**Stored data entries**
>>>>>

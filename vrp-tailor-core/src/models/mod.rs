//! A collection of models to represent problem and solution in Vehicle Routing Problem domain.

pub mod common;
pub mod matrix;
pub mod problem;
pub mod solution;
#[cfg(test)]
#[path = "../../tests/unit/utils/error_test.rs"]
mod error_test;

/// A basic error type which, essentially, a wrapper on String type.
#[derive(Clone, Debug, PartialEq)]
pub struct GenericError(String);

/// A type alias for result type with `GenericError`.
pub type GenericResult<T> = Result<T, GenericError>;

impl std::fmt::Display for GenericError {
    fn fmt(&self, f: &mut std::fmt::Formatter<'_>) -> std::fmt::Result {
        write!(f, "{}", self.0)
    }
}

impl std::error::Error for GenericError {}

impl From<String> for GenericError {
    fn from(msg: String) -> Self {
        Self(msg)
    }
}

impl<'a> From<&'a str> for GenericError {
    fn from(value: &'a str) -> Self {
        Self(value.to_string())
    }
}

impl From<std::io::Error> for GenericError {
    fn from(value: std::io::Error) -> Self {
        Self(value.to_string())
    }
}

impl From<InputError> for GenericError {
    fn from(value: InputError) -> Self {
        Self(value.to_string())
    }
}

/// Describes problems with input data: matrices, locations and instance definitions.
/// Such errors are never replaced by default values as it would corrupt solution ranking.
#[derive(Clone, Debug, PartialEq, thiserror::Error)]
pub enum InputError {
    /// A location with negative matrix index has reached transport costs.
    #[error("index of location '{from}' or '{to}' is negative")]
    InvalidLocationIndex {
        /// An origin location id.
        from: String,
        /// A destination location id.
        to: String,
    },

    /// A matrix row contains a value which is not a non-negative number.
    #[error("malformed matrix row {line}: cannot use '{value}' as a value")]
    MalformedMatrixRow {
        /// A zero based row number.
        line: usize,
        /// An offending value.
        value: String,
    },

    /// A matrix table has a shape which cannot be used for lookup.
    #[error("inconsistent matrix: {0}")]
    InconsistentMatrix(String),

    /// Neither distance nor duration table is specified.
    #[error("at least one of distance or time matrices should be specified")]
    MissingMatrix,

    /// A location cannot be mapped to the matrix.
    #[error("unknown location: '{0}'")]
    UnknownLocation(String),

    /// Input cannot be read.
    #[error("cannot read input: {0}")]
    Io(String),

    /// An instance definition is not consistent.
    #[error("inconsistent instance: {0}")]
    InconsistentInstance(String),
}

<<<<<

Repeat every line of the records above exactly.

filename vrp-tailor-core/src/models/mod.rs
//! A collection of models to represent problem and solution in Vehicle Routing Problem domain.

pub mod common;
pub mod matrix;
pub mod problem;
pub mod solution;
#[cfg(test)]
#[path = "../../tests/unit/utils/error_test.rs"]
mod error_test;

/// A basic error type which, essentially, a wrapper on String type.
#[derive(Clone, Debug, PartialEq)]
pub struct GenericError(String);

/// A type alias for result type with `GenericError`.
pub type GenericResult<T> = Result<T, GenericError>;

impl std::fmt::Display for GenericError {
    fn fmt(&self, f: &mut std::fmt::Formatter<'_>) -> std::fmt::Result {
        write!(f, "{}", self.0)
    }
}

impl std::error::Error for GenericError {}

impl From<String> for GenericError {
    fn from(msg: String) -> Self {
        Self(msg)
    }
}

impl<'a> From<&'a str> for GenericError {
    fn from(value: &'a str) -> Self {
        Self(value.to_string())
    }
}

impl From<std::io::Error> for GenericError {
    fn from(value: std::io::Error) -> Self {
        Self(value.to_string())
    }
}

impl From<InputError> for GenericError {
    fn from(value: InputError) -> Self {
        Self(value.to_string())
    }
}

/// Describes problems with input data: matrices, locations and instance definitions.
/// Such errors are never replaced by default values as it would corrupt solution ranking.
#[derive(Clone, Debug, PartialEq, thiserror::Error)]
pub enum InputError {
    /// A location with negative matrix index has reached transport costs.
    #[error("index of location '{from}' or '{to}' is negative")]
    InvalidLocationIndex {
        /// An origin location id.
        from: String,
        /// A destination location id.
        to: String,
    },

    /// A matrix row contains a value which is not a non-negative number.
    #[error("malformed matrix row {line}: cannot use '{value}' as a value")]
    MalformedMatrixRow {
        /// A zero based row number.
        line: usize,
        /// An offending value.
        value: String,
    },

    /// A matrix table has a shape which cannot be used for lookup.
    #[error("inconsistent matrix: {0}")]
    InconsistentMatrix(String),

    /// Neither distance nor duration table is specified.
    #[error("at least one of distance or time matrices should be specified")]
    MissingMatrix,

    /// A location cannot be mapped to the matrix.
    #[error("unknown location: '{0}'")]
    UnknownLocation(String),

    /// Input cannot be read.
    #[error("cannot read input: {0}")]
    Io(String),

    /// An instance definition is not consistent.
    #[error("inconsistent instance: {0}")]
    InconsistentInstance(String),
}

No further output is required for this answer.